Pour la première fois, un responsable gouvernemental français a rendu hommage ce dimanche, aux victimes algériennes du 8 mai 1945 lors de la commémoration du 70ème anniversaire du massacre de Sétif.
Le secrétaire d’État français chargé des Anciens combattants, Jean-Marc Todeschini, était ce dimanche en Algérie, pour rendre hommage aux victimes algériennes de Sétif du 8 mai 1945, sous la colonisation française.
70 ans après les massacres qui a fait des milliers de morts, c’est la toute première fois qu’un membre du gouvernement français se rend sur les lieux du drame, considérés comme le véritable premier acte de la guerre d’Algérie.
« Ce dimanche, pour la première fois, à la parole viendra s’ajouter le geste, traduction concrète de l’hommage de la France aux victimes et de la reconnaissance des souffrances infligées » aux Algériens, a déclaré Jean-Marc Todeschini, jugeant que son voyage est un « geste fort », selon des propos rapportés samedi par APS.
Accueilli à l’aéroport de Sétif par son homologue, Tayeb Zitouni, le ministre des moudjahidine, Jean-Marc Todeschini a déposé une gerbe de fleurs devant le Mausolée de la première victime de la répression du 8 mai 1945, Saal Bouzid, tué pour avoir brandi le drapeau algérien.
Le 8 mai 1945
Ce jour-là, la France célébrait la victoire des Alliés sur l’Allemagne nazie. Les Algériens descendent dans les rues, drapeaux algériens à la main, pour célébrer la fin de la deuxième Guerre mondiale et revendiquer la fin du colonialisme. C’est ce que la France avait promis aux Algériens contre leur participation dans les rangs de l’armée française aux cotés des alliés contre les Allemands. Les Algériens ont également revendiqué la libération d’un leader nationaliste, Messali Hadj, arrêté quelques semaines plus tôt.
Les festivités tournent à l’émeute et cette journée devient l’une des pages les plus noires de l’Algérie française. Le mouvement atteint ensuite les villages alentours, notamment Guelma et Kherrata. L’armée intervient et La répression dure jusqu’au mois de juillet.
Cette répression des manifestations, considérée comme déclencheur de la guerre d’indépendance, a fait plusieurs milliers de morts parmi les Algériens – jusqu’à 45 000, selon la mémoire collective algérienne – victimes de la police, de l’armée ou de milices de colons. Une centaine d’Européens, prise à partie par des nationalistes algériens, a également été tuée.
Vers une réconciliation entre la France et l’Algérie !
Cette démarche symbolique et historique marque une nouvelle page dans l’histoire commune et la relation entre l’Algérie et la France.

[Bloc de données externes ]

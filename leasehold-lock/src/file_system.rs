use crate::store::{now_millis, LeaseRecord, LeaseStore};
use async_trait::async_trait;
use fs2::FileExt;
use leasehold_core::{LockError, LockResult};
use std::path::{Path, PathBuf};
use std::time::Duration;
use tokio::fs;
use tokio::time::Instant;
use tracing::{debug, warn};
use uuid::Uuid;

/// How long to wait for another holder's guard before giving up
pub const DEFAULT_GUARD_TIMEOUT: Duration = Duration::from_secs(5);

const GUARD_RETRY_INTERVAL: Duration = Duration::from_millis(5);

/// Lease store backed by a directory shared between processes.
///
/// Every namespace has one JSON lease file. Read-modify-write cycles are serialized through an
/// exclusive advisory lock on a guard file next to it, and records are replaced through a
/// temporary file and a rename. The operating system drops the advisory lock when its holder
/// exits, so a crashed process never leaves the namespace guarded.
#[derive(Debug, Clone)]
pub struct FileSystemLeaseStore {
    data_dir: PathBuf,
    guard_timeout: Duration,
}

impl FileSystemLeaseStore {
    /// Create a store rooted at `data_dir`, creating the directory if needed.
    ///
    /// # Errors
    /// * Returns error if the data directory cannot be created
    pub async fn new<P: AsRef<Path>>(data_dir: P) -> LockResult<Self> {
        let data_dir = data_dir.as_ref();

        if !data_dir.exists() {
            fs::create_dir_all(data_dir).await.map_err(|e| {
                LockError::store(format!("Failed to create lease directory: {}", e))
            })?;
        }

        Ok(Self {
            data_dir: data_dir.to_path_buf(),
            guard_timeout: DEFAULT_GUARD_TIMEOUT,
        })
    }

    pub fn with_guard_timeout(mut self, timeout: Duration) -> Self {
        self.guard_timeout = timeout;
        self
    }

    pub fn data_dir(&self) -> &Path {
        &self.data_dir
    }

    fn lease_path(&self, namespace: &str) -> PathBuf {
        self.data_dir.join(format!("{}.lease", file_stem(namespace)))
    }

    fn guard_path(&self, namespace: &str) -> PathBuf {
        self.data_dir.join(format!("{}.guard", file_stem(namespace)))
    }

    // The guard file is never removed: unlinking it would let a later opener lock a fresh inode
    // while an earlier holder still locks the old one.
    async fn guard(&self, namespace: &str) -> LockResult<GuardFile> {
        let path = self.guard_path(namespace);
        let file = fs::OpenOptions::new()
            .create(true)
            .write(true)
            .truncate(false)
            .open(&path)
            .await
            .map_err(|e| LockError::store(format!("Failed to open lease guard: {}", e)))?
            .into_std()
            .await;

        let deadline = Instant::now() + self.guard_timeout;
        loop {
            match file.try_lock_exclusive() {
                Ok(()) => return Ok(GuardFile { file }),
                Err(e) if is_contended(&e) => {
                    if Instant::now() >= deadline {
                        warn!("Timed out waiting for lease guard {}", path.display());
                        return Err(LockError::store(format!(
                            "Timed out waiting for lease guard {}",
                            path.display()
                        )));
                    }
                    tokio::time::sleep(GUARD_RETRY_INTERVAL).await;
                }
                Err(e) => {
                    return Err(LockError::store(format!(
                        "Failed to lock lease guard: {}",
                        e
                    )))
                }
            }
        }
    }

    async fn read_record(&self, namespace: &str) -> LockResult<Option<LeaseRecord>> {
        match fs::read(self.lease_path(namespace)).await {
            Ok(data) => Ok(Some(serde_json::from_slice(&data)?)),
            Err(e) if e.kind() == std::io::ErrorKind::NotFound => Ok(None),
            Err(e) => Err(LockError::store(format!(
                "Failed to read lease file: {}",
                e
            ))),
        }
    }

    async fn write_record(&self, namespace: &str, record: &LeaseRecord) -> LockResult<()> {
        let lease_path = self.lease_path(namespace);
        let temp_path = lease_path.with_extension("tmp");

        fs::write(&temp_path, serde_json::to_vec(record)?)
            .await
            .map_err(|e| LockError::store(format!("Failed to write lease temp file: {}", e)))?;

        fs::rename(&temp_path, &lease_path)
            .await
            .map_err(|e| LockError::store(format!("Failed to rename lease temp file: {}", e)))?;

        Ok(())
    }
}

#[async_trait]
impl LeaseStore for FileSystemLeaseStore {
    async fn try_acquire(
        &self,
        namespace: &str,
        owner: &str,
        token: Uuid,
        lease: Duration,
    ) -> LockResult<bool> {
        let _guard = self.guard(namespace).await?;

        if let Some(current) = self.read_record(namespace).await? {
            if !current.grants(token, now_millis()) {
                return Ok(false);
            }
        }

        self.write_record(namespace, &LeaseRecord::new(owner, token, lease))
            .await?;
        debug!("Lease file written for namespace {}", namespace);
        Ok(true)
    }

    async fn refresh(&self, namespace: &str, token: Uuid, lease: Duration) -> LockResult<bool> {
        let _guard = self.guard(namespace).await?;

        let Some(mut record) = self.read_record(namespace).await? else {
            return Ok(false);
        };
        if !record.is_held_by(token) || !record.is_live(now_millis()) {
            return Ok(false);
        }

        record.extend(lease);
        self.write_record(namespace, &record).await?;
        Ok(true)
    }

    async fn release(&self, namespace: &str, token: Uuid) -> LockResult<bool> {
        let _guard = self.guard(namespace).await?;

        match self.read_record(namespace).await? {
            Some(record) if record.is_held_by(token) => {
                fs::remove_file(self.lease_path(namespace)).await?;
                Ok(true)
            }
            _ => Ok(false),
        }
    }

    async fn owner(&self, namespace: &str) -> LockResult<Option<String>> {
        let now = now_millis();
        Ok(self
            .read_record(namespace)
            .await?
            .filter(|record| record.is_live(now))
            .map(|record| record.owner))
    }
}

/// Exclusive guard over one namespace's lease file, unlocked on drop.
struct GuardFile {
    file: std::fs::File,
}

impl Drop for GuardFile {
    fn drop(&mut self) {
        let _ = FileExt::unlock(&self.file);
    }
}

fn is_contended(err: &std::io::Error) -> bool {
    err.kind() == std::io::ErrorKind::WouldBlock
        || err.raw_os_error() == fs2::lock_contended_error().raw_os_error()
}

/// Namespaces become file names: ASCII alphanumerics, `-` and `_` are kept, other bytes are
/// percent-encoded.
fn file_stem(namespace: &str) -> String {
    let mut stem = String::with_capacity(namespace.len());
    for byte in namespace.bytes() {
        if byte.is_ascii_alphanumeric() || byte == b'-' || byte == b'_' {
            stem.push(byte as char);
        } else {
            stem.push_str(&format!("%{:02X}", byte));
        }
    }
    stem
}
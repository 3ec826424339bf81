use async_trait::async_trait;
use leasehold_core::{DistributedLock, LockError, LockManager, LockResult, LossNotifier, LossSignal};
use parking_lot::Mutex;
use std::sync::atomic::{AtomicBool, AtomicU64, AtomicUsize, Ordering};
use std::sync::Arc;
use tokio::sync::Semaphore;
use tracing::{debug, info};

/// Call counters of a [`ScriptedLockManager`]
#[derive(Debug, Clone, Default, PartialEq, Eq)]
pub struct ScriptedStats {
    pub locks_created: u64,
    pub acquires: u64,
    pub releases: u64,
    pub stops: u64,
}

struct HeldLock {
    lock_id: u64,
    held: Arc<AtomicBool>,
    loss: Arc<LossNotifier>,
}

struct ScriptedInner {
    owner: String,
    gate: Option<Semaphore>,
    held: Mutex<Option<HeldLock>>,
    stopped: AtomicBool,
    failing_acquires: AtomicUsize,
    fail_release: AtomicBool,
    fail_stop: AtomicBool,
    locks_created: AtomicU64,
    acquires: AtomicU64,
    releases: AtomicU64,
    stops: AtomicU64,
}

/// In-process lock manager whose behaviour is driven by the test.
///
/// Handles are granted immediately, or one per [`grant`](Self::grant) call when the manager is
/// gated. The test can make upcoming acquisitions, releases or the manager stop fail, and can
/// take the lock away from its current holder with [`force_loss`](Self::force_loss).
#[derive(Clone)]
pub struct ScriptedLockManager {
    inner: Arc<ScriptedInner>,
}

impl ScriptedLockManager {
    /// Manager that grants every acquisition right away
    pub fn new(owner: impl Into<String>) -> Self {
        Self::build(owner.into(), None)
    }

    /// Manager whose acquisitions wait for [`grant`](Self::grant)
    pub fn gated(owner: impl Into<String>) -> Self {
        Self::build(owner.into(), Some(Semaphore::new(0)))
    }

    fn build(owner: String, gate: Option<Semaphore>) -> Self {
        Self {
            inner: Arc::new(ScriptedInner {
                owner,
                gate,
                held: Mutex::new(None),
                stopped: AtomicBool::new(false),
                failing_acquires: AtomicUsize::new(0),
                fail_release: AtomicBool::new(false),
                fail_stop: AtomicBool::new(false),
                locks_created: AtomicU64::new(0),
                acquires: AtomicU64::new(0),
                releases: AtomicU64::new(0),
                stops: AtomicU64::new(0),
            }),
        }
    }

    /// Let one pending or future acquisition through a gated manager
    pub fn grant(&self) {
        if let Some(gate) = &self.inner.gate {
            gate.add_permits(1);
        }
    }

    /// Fail the next `count` acquisitions
    pub fn fail_next_acquires(&self, count: usize) {
        self.inner.failing_acquires.store(count, Ordering::SeqCst);
    }

    pub fn fail_releases(&self, fail: bool) {
        self.inner.fail_release.store(fail, Ordering::SeqCst);
    }

    pub fn fail_stop(&self, fail: bool) {
        self.inner.fail_stop.store(fail, Ordering::SeqCst);
    }

    /// Take the lock away from its holder. Returns false when nobody held it.
    pub fn force_loss(&self) -> bool {
        let Some(current) = self.inner.held.lock().take() else {
            return false;
        };

        info!("Forcing loss of lock {}", current.lock_id);
        current.held.store(false, Ordering::SeqCst);
        current.loss.fire();
        true
    }

    pub fn is_held(&self) -> bool {
        self.inner.held.lock().is_some()
    }

    pub fn is_stopped(&self) -> bool {
        self.inner.stopped.load(Ordering::SeqCst)
    }

    pub fn get_stats(&self) -> ScriptedStats {
        ScriptedStats {
            locks_created: self.inner.locks_created.load(Ordering::SeqCst),
            acquires: self.inner.acquires.load(Ordering::SeqCst),
            releases: self.inner.releases.load(Ordering::SeqCst),
            stops: self.inner.stops.load(Ordering::SeqCst),
        }
    }
}

#[async_trait]
impl LockManager for ScriptedLockManager {
    type Lock = ScriptedLock;

    fn lock(&self, namespace: &str) -> ScriptedLock {
        let lock_id = self.inner.locks_created.fetch_add(1, Ordering::SeqCst);

        ScriptedLock {
            lock_id,
            namespace: namespace.to_string(),
            manager: Arc::clone(&self.inner),
            held: Arc::new(AtomicBool::new(false)),
            loss: Arc::new(LossNotifier::new()),
        }
    }

    async fn owner(&self, _namespace: &str) -> LockResult<Option<String>> {
        Ok(self
            .inner
            .held
            .lock()
            .as_ref()
            .map(|_| self.inner.owner.clone()))
    }

    async fn stop(&self) -> LockResult<()> {
        self.inner.stops.fetch_add(1, Ordering::SeqCst);

        if self.inner.fail_stop.load(Ordering::SeqCst) {
            return Err(LockError::store("scripted stop failure"));
        }
        if self.inner.stopped.swap(true, Ordering::SeqCst) {
            return Err(LockError::ManagerStopped);
        }
        if let Some(gate) = &self.inner.gate {
            gate.close();
        }
        Ok(())
    }
}

/// Handle produced by a [`ScriptedLockManager`]
pub struct ScriptedLock {
    lock_id: u64,
    namespace: String,
    manager: Arc<ScriptedInner>,
    held: Arc<AtomicBool>,
    loss: Arc<LossNotifier>,
}

impl ScriptedLock {
    pub fn lock_id(&self) -> u64 {
        self.lock_id
    }
}

#[async_trait]
impl DistributedLock for ScriptedLock {
    fn namespace(&self) -> &str {
        &self.namespace
    }

    async fn acquire(&self) -> LockResult<()> {
        self.manager.acquires.fetch_add(1, Ordering::SeqCst);

        if let Some(gate) = &self.manager.gate {
            gate.acquire()
                .await
                .map_err(|_| LockError::ManagerStopped)?
                .forget();
        }
        if self.manager.stopped.load(Ordering::SeqCst) {
            return Err(LockError::ManagerStopped);
        }

        let failing = self
            .manager
            .failing_acquires
            .fetch_update(Ordering::SeqCst, Ordering::SeqCst, |n| n.checked_sub(1));
        if failing.is_ok() {
            return Err(LockError::store("scripted acquire failure"));
        }

        self.held.store(true, Ordering::SeqCst);
        *self.manager.held.lock() = Some(HeldLock {
            lock_id: self.lock_id,
            held: Arc::clone(&self.held),
            loss: Arc::clone(&self.loss),
        });
        debug!("Scripted lock {} on {} acquired", self.lock_id, self.namespace);
        Ok(())
    }

    async fn release(&self) -> LockResult<()> {
        self.manager.releases.fetch_add(1, Ordering::SeqCst);

        if self.manager.fail_release.load(Ordering::SeqCst) {
            return Err(LockError::store("scripted release failure"));
        }
        if !self.held.swap(false, Ordering::SeqCst) {
            return Err(LockError::AlreadyReleased);
        }

        let mut held = self.manager.held.lock();
        if held.as_ref().is_some_and(|h| h.lock_id == self.lock_id) {
            *held = None;
        }
        Ok(())
    }

    fn notify(&self) -> LossSignal {
        self.loss.signal()
    }
}
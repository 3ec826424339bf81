//! # Error Types
//!
//! Errors raised by lock backends and by the leadership coordinator.

use thiserror::Error;

/// Result type for lock operations
pub type LockResult<T> = std::result::Result<T, LockError>;

/// Result type for leadership operations
pub type LeaderResult<T> = std::result::Result<T, LeaderError>;

/// Errors reported by a lock manager or one of its lock handles.
#[derive(Error, Debug)]
pub enum LockError {
    /// The handle does not currently hold the lock
    #[error("Lock already released")]
    AlreadyReleased,

    /// The handle was released or lost and cannot be acquired again
    #[error("Lock handle for namespace {namespace} already consumed")]
    HandleConsumed { namespace: String },

    /// The lock manager was stopped
    #[error("Lock manager stopped")]
    ManagerStopped,

    /// Lock options failed validation
    #[error("Invalid lock options: {reason}")]
    InvalidOptions { reason: String },

    /// Backing store failure
    #[error("Lease store error: {reason}")]
    Store { reason: String },

    /// Lease record encoding failure
    #[error("Serialization error: {0}")]
    Serialization(#[from] serde_json::Error),

    /// File system I/O failure
    #[error("IO error: {0}")]
    Io(#[from] std::io::Error),
}

impl LockError {
    pub fn store(reason: impl Into<String>) -> Self {
        Self::Store {
            reason: reason.into(),
        }
    }

    pub fn invalid_options(reason: impl Into<String>) -> Self {
        Self::InvalidOptions {
            reason: reason.into(),
        }
    }

    /// True for the condition `stop` tolerates when releasing.
    pub fn is_already_released(&self) -> bool {
        matches!(self, LockError::AlreadyReleased)
    }
}

/// Errors that can occur while running leadership election
#[derive(Error, Debug)]
pub enum LeaderError {
    /// Coordinator options failed validation
    #[error("Invalid options: {reason}")]
    InvalidOptions { reason: String },

    /// Options could not be turned into lock manager options
    #[error("Invalid lock options")]
    InvalidLockOptions {
        #[source]
        source: LockError,
    },

    /// The lock manager could not be created
    #[error("Error creating lock manager")]
    CreatingLock {
        #[source]
        source: LockError,
    },

    /// `start` was called more than once
    #[error("Coordinator already started")]
    AlreadyStarted,

    /// `start` was called outside a tokio runtime
    #[error("No tokio runtime available for the control loop")]
    NoRuntime,

    /// `stop` was called before `start`
    #[error("Coordinator not started")]
    NotStarted,

    /// `stop` was called more than once
    #[error("Coordinator already stopped")]
    AlreadyStopped,

    /// Releasing the lock or tearing down the manager failed
    #[error("Error stopping coordinator")]
    Stopping {
        #[source]
        source: LockError,
    },

    /// Owner lookup failed
    #[error("Leader lookup failed: {0}")]
    Lock(#[from] LockError),

    /// Internal system error
    #[error("Internal system error: {reason}")]
    Internal { reason: String },
}

impl LeaderError {
    pub fn invalid_options(reason: impl Into<String>) -> Self {
        Self::InvalidOptions {
            reason: reason.into(),
        }
    }

    pub fn internal(reason: impl Into<String>) -> Self {
        Self::Internal {
            reason: reason.into(),
        }
    }
}
//! # Leasehold Core
//!
//! Building blocks shared by every Leasehold crate:
//!
//! - **Leadership types**: [`LeadershipEvent`] and the [`CoordinatorState`] lifecycle
//! - **Broadcast hub**: non-blocking fan-out of values to many subscribers
//! - **Lock traits**: [`LockManager`] and [`DistributedLock`], the exclusion primitive
//!   leadership is derived from
//! - **Error handling**: [`LockError`] and [`LeaderError`]
//!
//! ```rust
//! use leasehold_core::{BroadcastHub, LeadershipEvent};
//!
//! let hub = BroadcastHub::new();
//! let mut subscription = hub.subscribe();
//!
//! hub.publish(LeadershipEvent::IsLeader);
//! assert_eq!(subscription.try_recv(), Some(LeadershipEvent::IsLeader));
//! ```

pub mod broadcast;
pub mod error;
pub mod lock;
pub mod types;

pub use broadcast::{BroadcastHub, BroadcastStats, Subscription, SubscriptionId};
pub use error::*;
pub use lock::{stop_requested, DistributedLock, LockManager, LossNotifier, LossSignal};
pub use types::{AtomicCoordinatorState, CoordinatorState, LeadershipEvent};
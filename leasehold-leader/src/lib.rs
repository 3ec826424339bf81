//! # Leasehold Leader
//!
//! Push-based leadership notifications for a group of processes sharing one lock.
//!
//! Every process creates a [`LeadershipCoordinator`] with its own name and the shared namespace,
//! subscribes to it and starts it. Exactly one coordinator per namespace holds the lock at a
//! time; its subscribers see [`LeadershipEvent::IsLeader`], and later
//! [`LeadershipEvent::IsNotLeader`] when the lock is lost or the coordinator is stopped.
//! A coordinator that loses the lock keeps competing for it.
//!
//! ```rust,no_run
//! use leasehold_leader::{LeaderOptions, LeadershipCoordinator, LeadershipEvent};
//! use std::time::Duration;
//!
//! # async fn run() -> Result<(), leasehold_leader::LeaderError> {
//! let options = LeaderOptions::new("node-a", "billing-jobs")
//!     .with_lease_duration(Duration::from_secs(5));
//! let coordinator = LeadershipCoordinator::new(options).await?;
//!
//! let mut events = coordinator.subscribe();
//! coordinator.start()?;
//!
//! while let Some(event) = events.recv().await {
//!     match event {
//!         LeadershipEvent::IsLeader => println!("leading"),
//!         LeadershipEvent::IsNotLeader => break,
//!     }
//! }
//!
//! coordinator.stop().await?;
//! # Ok(())
//! # }
//! ```

pub mod coordinator;
pub mod options;

pub use coordinator::LeadershipCoordinator;
pub use leasehold_core::{
    CoordinatorState, LeaderError, LeaderResult, LeadershipEvent, Subscription, SubscriptionId,
};
pub use leasehold_lock::LockBackend;
pub use options::{LeaderOptions, LockOptions};
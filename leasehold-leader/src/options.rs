//! Configuration for a leadership coordinator.

use leasehold_core::{LeaderError, LeaderResult};
use leasehold_lock::{LockBackend, ManagerOptions};
use serde::{Deserialize, Serialize};
use std::time::Duration;

/// Lock backend settings
#[derive(Debug, Clone, PartialEq, Serialize, Deserialize)]
#[serde(default)]
pub struct LockOptions {
    /// Which lease store to use
    pub backend: LockBackend,

    /// Shared store name (memory) or lease directory (file system)
    pub database_url: String,

    /// How long a lease stays valid without a refresh
    pub lease_duration: Duration,

    /// Interval between lease refreshes; half the lease duration when unset
    pub lease_refresh_frequency: Option<Duration>,
}

impl Default for LockOptions {
    fn default() -> Self {
        Self {
            backend: LockBackend::Memory,
            database_url: "leasehold".to_string(),
            lease_duration: Duration::from_secs(10),
            lease_refresh_frequency: None,
        }
    }
}

/// Options for a [`LeadershipCoordinator`](crate::LeadershipCoordinator)
#[derive(Debug, Clone, PartialEq, Serialize, Deserialize)]
pub struct LeaderOptions {
    /// Identity of this process, reported by `leader()` while it holds the lock
    pub name: String,

    /// Group of processes competing for the same lock
    pub namespace: String,

    #[serde(default)]
    pub lock: LockOptions,
}

impl LeaderOptions {
    pub fn new(name: impl Into<String>, namespace: impl Into<String>) -> Self {
        Self {
            name: name.into(),
            namespace: namespace.into(),
            lock: LockOptions::default(),
        }
    }

    /// Parse options from a JSON document
    pub fn from_json(json: &str) -> LeaderResult<Self> {
        serde_json::from_str(json)
            .map_err(|e| LeaderError::invalid_options(format!("malformed options: {}", e)))
    }

    pub fn with_backend(mut self, backend: LockBackend, database_url: impl Into<String>) -> Self {
        self.lock.backend = backend;
        self.lock.database_url = database_url.into();
        self
    }

    pub fn with_lease_duration(mut self, duration: Duration) -> Self {
        self.lock.lease_duration = duration;
        self
    }

    pub fn with_lease_refresh_frequency(mut self, frequency: Duration) -> Self {
        self.lock.lease_refresh_frequency = Some(frequency);
        self
    }

    pub fn validate(&self) -> LeaderResult<()> {
        if self.name.is_empty() {
            return Err(LeaderError::invalid_options("invalid name"));
        }
        if self.namespace.is_empty() {
            return Err(LeaderError::invalid_options("invalid namespace"));
        }
        Ok(())
    }

    /// Lock manager options derived from these options, with defaults applied and validated
    pub fn manager_options(&self) -> LeaderResult<ManagerOptions> {
        let mut options = ManagerOptions::new(self.name.clone(), self.lock.lease_duration);
        if let Some(frequency) = self.lock.lease_refresh_frequency {
            options = options.with_refresh_frequency(frequency);
        }

        options
            .validate()
            .map_err(|source| LeaderError::InvalidLockOptions { source })?;
        Ok(options)
    }
}
//! # Leadership Types
//!
//! The event published on every leadership transition and the lifecycle state of a coordinator.

use serde::{Deserialize, Serialize};
use std::sync::atomic::{AtomicU8, Ordering};

/// Leadership transition signal.
///
/// Consumers tell "became leader" from "lost leadership" purely by the order in which these
/// arrive; a single coordinator always publishes them alternately, starting with `IsLeader`.
#[derive(Debug, Clone, Copy, PartialEq, Eq, Hash, Serialize, Deserialize)]
pub enum LeadershipEvent {
    IsLeader,
    IsNotLeader,
}

impl LeadershipEvent {
    pub fn is_leader(self) -> bool {
        matches!(self, LeadershipEvent::IsLeader)
    }
}

impl From<bool> for LeadershipEvent {
    fn from(is_leader: bool) -> Self {
        if is_leader {
            LeadershipEvent::IsLeader
        } else {
            LeadershipEvent::IsNotLeader
        }
    }
}

impl std::fmt::Display for LeadershipEvent {
    fn fmt(&self, f: &mut std::fmt::Formatter<'_>) -> std::fmt::Result {
        match self {
            LeadershipEvent::IsLeader => write!(f, "LEADER"),
            LeadershipEvent::IsNotLeader => write!(f, "NOT_LEADER"),
        }
    }
}

/// Lifecycle of a coordinator. Transitions only move forward.
#[derive(Debug, Clone, Copy, PartialEq, Eq, Hash)]
#[repr(u8)]
pub enum CoordinatorState {
    Uninitialized = 0,
    Started = 1,
    Stopped = 2,
}

impl CoordinatorState {
    fn from_u8(value: u8) -> Self {
        match value {
            0 => CoordinatorState::Uninitialized,
            1 => CoordinatorState::Started,
            _ => CoordinatorState::Stopped,
        }
    }
}

impl std::fmt::Display for CoordinatorState {
    fn fmt(&self, f: &mut std::fmt::Formatter<'_>) -> std::fmt::Result {
        match self {
            CoordinatorState::Uninitialized => write!(f, "UNINITIALIZED"),
            CoordinatorState::Started => write!(f, "STARTED"),
            CoordinatorState::Stopped => write!(f, "STOPPED"),
        }
    }
}

/// [`CoordinatorState`] stored in an atomic, changed only through compare-and-swap.
#[derive(Debug)]
pub struct AtomicCoordinatorState(AtomicU8);

impl AtomicCoordinatorState {
    pub fn new() -> Self {
        Self(AtomicU8::new(CoordinatorState::Uninitialized as u8))
    }

    pub fn load(&self) -> CoordinatorState {
        CoordinatorState::from_u8(self.0.load(Ordering::Acquire))
    }

    /// Moves from `from` to `to`. On failure returns the state actually observed.
    pub fn transition(
        &self,
        from: CoordinatorState,
        to: CoordinatorState,
    ) -> Result<(), CoordinatorState> {
        self.0
            .compare_exchange(from as u8, to as u8, Ordering::AcqRel, Ordering::Acquire)
            .map(|_| ())
            .map_err(CoordinatorState::from_u8)
    }
}

impl Default for AtomicCoordinatorState {
    fn default() -> Self {
        Self::new()
    }
}
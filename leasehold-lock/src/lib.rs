//! # Leasehold Lock
//!
//! Lease-based implementation of the [`LockManager`](leasehold_core::LockManager) traits.
//!
//! A lease is a time-bounded claim on a namespace written to a shared [`LeaseStore`]. The holder
//! refreshes it in the background; if a refresh fails past the lease deadline, or another
//! process finds the lease expired and takes it over, the handle's loss signal fires.
//!
//! ## Stores
//!
//! - [`InMemoryLeaseStore`] - leases in process memory (testing/single process)
//! - [`FileSystemLeaseStore`] - one lease file per namespace in a shared directory
//!
//! ## Example
//!
//! ```rust
//! use leasehold_core::{DistributedLock, LockManager};
//! use leasehold_lock::{InMemoryLeaseStore, LeaseLockManager, ManagerOptions};
//! use std::sync::Arc;
//! use std::time::Duration;
//!
//! # tokio_test::block_on(async {
//! let store = Arc::new(InMemoryLeaseStore::new());
//! let options = ManagerOptions::new("node-a", Duration::from_millis(200));
//! let manager = LeaseLockManager::new(options, store).unwrap();
//!
//! let lock = manager.lock("jobs");
//! lock.acquire().await.unwrap();
//! assert_eq!(manager.owner("jobs").await.unwrap(), Some("node-a".to_string()));
//!
//! lock.release().await.unwrap();
//! manager.stop().await.unwrap();
//! # });
//! ```

pub mod file_system;
pub mod in_memory;
pub mod manager;
pub mod options;
pub mod store;

pub use file_system::FileSystemLeaseStore;
pub use in_memory::InMemoryLeaseStore;
pub use manager::{LeaseLock, LeaseLockManager};
pub use options::{LockBackend, ManagerOptions, MIN_LEASE_DURATION};
pub use store::{LeaseRecord, LeaseStore};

En février 2005, l’ambassadeur de France en Algérie, Hubert Colin de Verdière, avait reconnu une responsabilité de la France dans le massacre de Sétif en évoquant une « tragédie inexcusable ». Mais aucun membre du gouvernement français ne s’y était jusqu’ici rendu pour commémorer cette page sombre de l’histoire franco-algérienne.
François Hollande a reconnu en décembre 2012 lors de sa visite à Alger, les « souffrances que la colonisation a infligées » aux Algériens et dénoncé un « système (colonial) profondément injuste et brutal », mais le travail de mémoire reste compliqué entre les deux pays.
L’Algérie demande plutôt des excuses pour le passé colonial de la France et qu’elle aille au-delà de sa politique de « petits pas ». Paris de son coté se refuse pour l’heure à faire acte de « repentance » tout en reconnaissant que la relation franco-algérienne doit reposer sur un « socle de vérité ».
Cet hommage a eu lieu trois semaines avant la date-anniversaire des massacres pour des raisons d’agenda selon l’entourage du ministre. Los de cette visite en Algérie, Jean-Marc Todeschini s’est aussi rendu à Mersa-el-Kebir, dans le golfe d’Oran, pour commémorer le 75ème anniversaire de l’attaque de la marine française par les britanniques en juillet 1940, pour éviter que la base, sous contrôle de Vichy, ne tombe aux mains des Allemands. 1927 marins français y ont perdu la vie.